▶ _WHAT YOU HAVE TO DO_:
How many lines in the listing below contain the string "DatabaseConnection"? Say only the number.

▶ _TASK MATERIAL_:
#[async_trait]
impl BatchRepository for PgBatchRepository {
    async fn create(&self, new_batch: NewBatch) -> BatchResult<Batch> {
        let txn = self.db.begin().await?;

        let now = Utc::now();
        let batch_id = Uuid::now_v7();
        let total_rows = new_batch.row_inputs.len() as i32;

        let active = batch::ActiveModel {
            id: Set(batch_id),
            user_id: Set(new_batch.user_id),
            installed_app_id: Set(new_batch.installed_app_id),
            file_name: Set(new_batch.file_name),
            total_rows: Set(total_rows),
            processed_rows: Set(0),
            status: Set(BatchStatus::Pending),
            key_mapping: Set(serde_json::to_value(&new_batch.key_mapping).unwrap_or_default()),
            last_error: Set(None),
            error_count: Set(0),
            created_at: Set(now),
            updated_at: Set(now),
        };
        active.insert(&txn).await?;

        for (row_index, inputs) in new_batch.row_inputs.into_iter().enumerate() {
            let task_active = task::ActiveModel {
                id: Set(Uuid::now_v7()),
                batch_id: Set(batch_id),
                row_index: Set(row_index as i32),
                inputs: Set(serde_json::to_value(&inputs).unwrap_or_default()),
                status: Set(TaskStatus::Pending),
                result: Set(None),
                error: Set(None),
                error_count: Set(0),
                created_at: Set(now),
                updated_at: Set(now),
            };
            task_active.insert(&txn).await?;
        }

        txn.commit().await?;
        self.get(batch_id).await
    }

    async fn get(&self, id: Uuid) -> BatchResult<Batch> {
        batch::Entity::find_by_id(id)
            .one(&self.db)
            .await?
            .map(Batch::from)
            .ok_or(BatchError::BatchNotFound(id))
    }

    async fn set_status(
        &self,
        id: Uuid,
        status: BatchStatus,
        last_error: Option<String>,
    ) -> BatchResult<()> {
        let model = batch::Entity::find_by_id(id)
            .one(&self.db)
            .await?
            .ok_or(BatchError::BatchNotFound(id))?;
        let mut active: batch::ActiveModel = model.into();
        active.status = Set(status);
        active.last_error = Set(last_error);
        active.updated_at = Set(Utc::now());
        active.update(&self.db).await?;
        Ok(())
    }

    async fn set_processed_rows(&self, id: Uuid, processed_rows: i32) -> BatchResult<()> {
        let model = batch::Entity::find_by_id(id)
            .one(&self.db)
            .await?
            .ok_or(BatchError::BatchNotFound(id))?;
        let mut active: batch::ActiveModel = model.into();
        active.processed_rows = Set(processed_rows);
        active.updated_at = Set(Utc::now());
        active.update(&self.db).await?;
        Ok(())
    }

    async fn reset_error_count(&self, id: Uuid) -> BatchResult<()> {
        let model = batch::Entity::find_by_id(id)
            .one(&self.db)
            .await?
            .ok_or(BatchError::BatchNotFound(id))?;
        let mut active: batch::ActiveModel = model.into();
        active.error_count = Set(0);
        active.updated_at = Set(Utc::now());
        active.update(&self.db).await?;
        Ok(())
    }

    async fn record_error(&self, id: Uuid, last_error: String) -> BatchResult<()> {
        let model = batch::Entity::find_by_id(id)
            .one(&self.db)
            .await?
            .ok_or(BatchError::BatchNotFound(id))?;
        let new_error_count = model.error_count + 1;
        let mut active: batch::ActiveModel = model.into();
        active.error_count = Set(new_error_count);
        active.last_error = Set(Some(last_error));
        active.updated_at = Set(Utc::now());
        active.update(&self.db).await?;
        Ok(())
    }

    async fn reset_error_count_for_user(&self, user_id: Uuid) -> BatchResult<u64> {
        let result = batch::Entity::update_many()
            .col_expr(batch::Column::ErrorCount, Expr::value(0))
            .col_expr(batch::Column::UpdatedAt, Expr::value(Utc::now()))
            .filter(batch::Column::UserId.eq(user_id))
            .exec(&self.db)
            .await?;
        Ok(result.rows_affected)
    }

    async fn progress(&self, id: Uuid) -> BatchResult<BatchProgress> {
        let b = self.get(id).await?;

        let counts = task::Entity::find()
            .filter(task::Column::BatchId.eq(id))
            .select_only()
            .column(task::Column::Status)
            .column_as(task::Column::Id.count(), "count")
            .group_by(task::Column::Status)
            .into_tuple::<(TaskStatus, i64)>()
            .all(&self.db)
            .await?;

        let mut by_status: HashMap<TaskStatus, i64> = HashMap::new();
        for (status, count) in counts {
            by_status.insert(status, count);
        }

        let completed = *by_status.get(&TaskStatus::Completed).unwrap_or(&0);

        Ok(BatchProgress {
            batch_id: id,
            status: b.status,
            total_rows: b.total_rows,
            pending: *by_status.get(&TaskStatus::Pending).unwrap_or(&0),
            queued: *by_status.get(&TaskStatus::Queued).unwrap_or(&0),
            running: *by_status.get(&TaskStatus::Running).unwrap_or(&0),
            completed,
            failed: *by_status.get(&TaskStatus::Failed).unwrap_or(&0),
            cancelled: *by_status.get(&TaskStatus::Cancelled).unwrap_or(&0),
            percent: BatchProgress::percent_complete(completed, b.total_rows),
            last_error: b.last_error,
        })
    }

    async fn active_user_error_counts(&self) -> BatchResult<HashMap<Uuid, i64>> {
        let rows = batch::Entity::find()
            .filter(
                batch::Column::Status
                    .eq(BatchStatus::Pending)
                    .or(batch::Column::Status.eq(BatchStatus::Processing)),
            )
            .select_only()
            .column(batch::Column::UserId)
            .column_as(batch::Column::ErrorCount.sum(), "error_count")
            .group_by(batch::Column::UserId)
            .into_tuple::<(Uuid, i64)>()
            .all(&self.db)
            .await?;

        Ok(rows.into_iter().collect())
    }

    async fn cascade_insufficient_balance(
        &self,
        user_id: Uuid,
        current_batch_id: Uuid,
        message: String,
    ) -> BatchResult<Vec<Uuid>> {
        let txn = self.db.begin().await?;
        let now = Utc::now();

        batch::Entity::update_many()
            .col_expr(batch::Column::Status, Expr::value(BatchStatus::Failed))
            .col_expr(batch::Column::LastError, Expr::value(message.clone()))
            .col_expr(batch::Column::UpdatedAt, Expr::value(now))
            .filter(batch::Column::Id.eq(current_batch_id))
            .filter(
                batch::Column::Status
                    .eq(BatchStatus::Pending)
                    .or(batch::Column::Status.eq(BatchStatus::Processing)),
            )
            .exec(&txn)
            .await?;

        let other_batches = batch::Entity::find()
            .filter(batch::Column::UserId.eq(user_id))
            .filter(batch::Column::Id.ne(current_batch_id))
            .filter(batch::Column::Status.eq(BatchStatus::Pending))
            .all(&txn)
            .await?;
        let other_ids: Vec<Uuid> = other_batches.iter().map(|b| b.id).collect();

        if !other_ids.is_empty() {
            batch::Entity::update_many()
                .col_expr(batch::Column::Status, Expr::value(BatchStatus::Failed))
                .col_expr(batch::Column::LastError, Expr::value(message))
                .col_expr(batch::Column::UpdatedAt, Expr::value(now))
                .filter(batch::Column::Id.is_in(other_ids.clone()))
                .exec(&txn)
                .await?;
        }

        txn.commit().await?;
        Ok(other_ids)
    }

    async fn ids_with_status(&self, status: BatchStatus) -> BatchResult<Vec<Uuid>> {
        let rows = batch::Entity::find()
            .filter(batch::Column::Status.eq(status))
            .select_only()
            .column(batch::Column::Id)
            .into_tuple::<Uuid>()
            .all(&self.db)
            .await?;
        Ok(rows)
    }

    async fn reset_stalled_processing_batches(&self) -> BatchResult<u64> {
        let processing = batch::Entity::find()
            .filter(batch::Column::Status.eq(BatchStatus::Processing))
            .select_only()
            .column(batch::Column::Id)
            .into_tuple::<Uuid>()
            .all(&self.db)
            .await?;
        if processing.is_empty() {
            return Ok(0);
        }

        let live = task::Entity::find()
            .filter(task::Column::BatchId.is_in(processing.clone()))
            .filter(
                task::Column::Status
                    .eq(TaskStatus::Running)
                    .or(task::Column::Status.eq(TaskStatus::Queued)),
            )
            .select_only()
            .column(task::Column::BatchId)
            .into_tuple::<Uuid>()
            .all(&self.db)
            .await?;
        let live: std::collections::HashSet<Uuid> = live.into_iter().collect();
        let stalled: Vec<Uuid> = processing.into_iter().filter(|id| !live.contains(id)).collect();
        if stalled.is_empty() {
            return Ok(0);
        }

        let result = batch::Entity::update_many()
            .col_expr(batch::Column::Status, Expr::value(BatchStatus::Pending))
            .col_expr(batch::Column::UpdatedAt, Expr::value(Utc::now()))
            .filter(batch::Column::Id.is_in(stalled))
            .exec(&self.db)
            .await?;
        Ok(result.rows_affected)
    }
}

pub struct PgTaskRepository {
    db: DatabaseConnection,
}

impl PgTaskRepository {
    pub fn new(db: DatabaseConnection) -> Self {
        Self { db }
    }

    async fn set_status_fields(
        &self,
        id: Uuid,
        status: TaskStatus,
        result: Option<serde_json::Value>,
        error: Option<String>,
    ) -> BatchResult<()> {
        let model = task::Entity::find_by_id(id)
            .one(&self.db)
            .await?
            .ok_or(BatchError::TaskNotFound(id))?;
        let mut active: task::ActiveModel = model.into();
        active.status = Set(status);
        if result.is_some() {
            active.result = Set(result);
        }
        active.error = Set(error);
        active.updated_at = Set(Utc::now());
        active.update(&self.db).await?;
        Ok(())
    }
}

▶ _ANSWER SECTION_:
2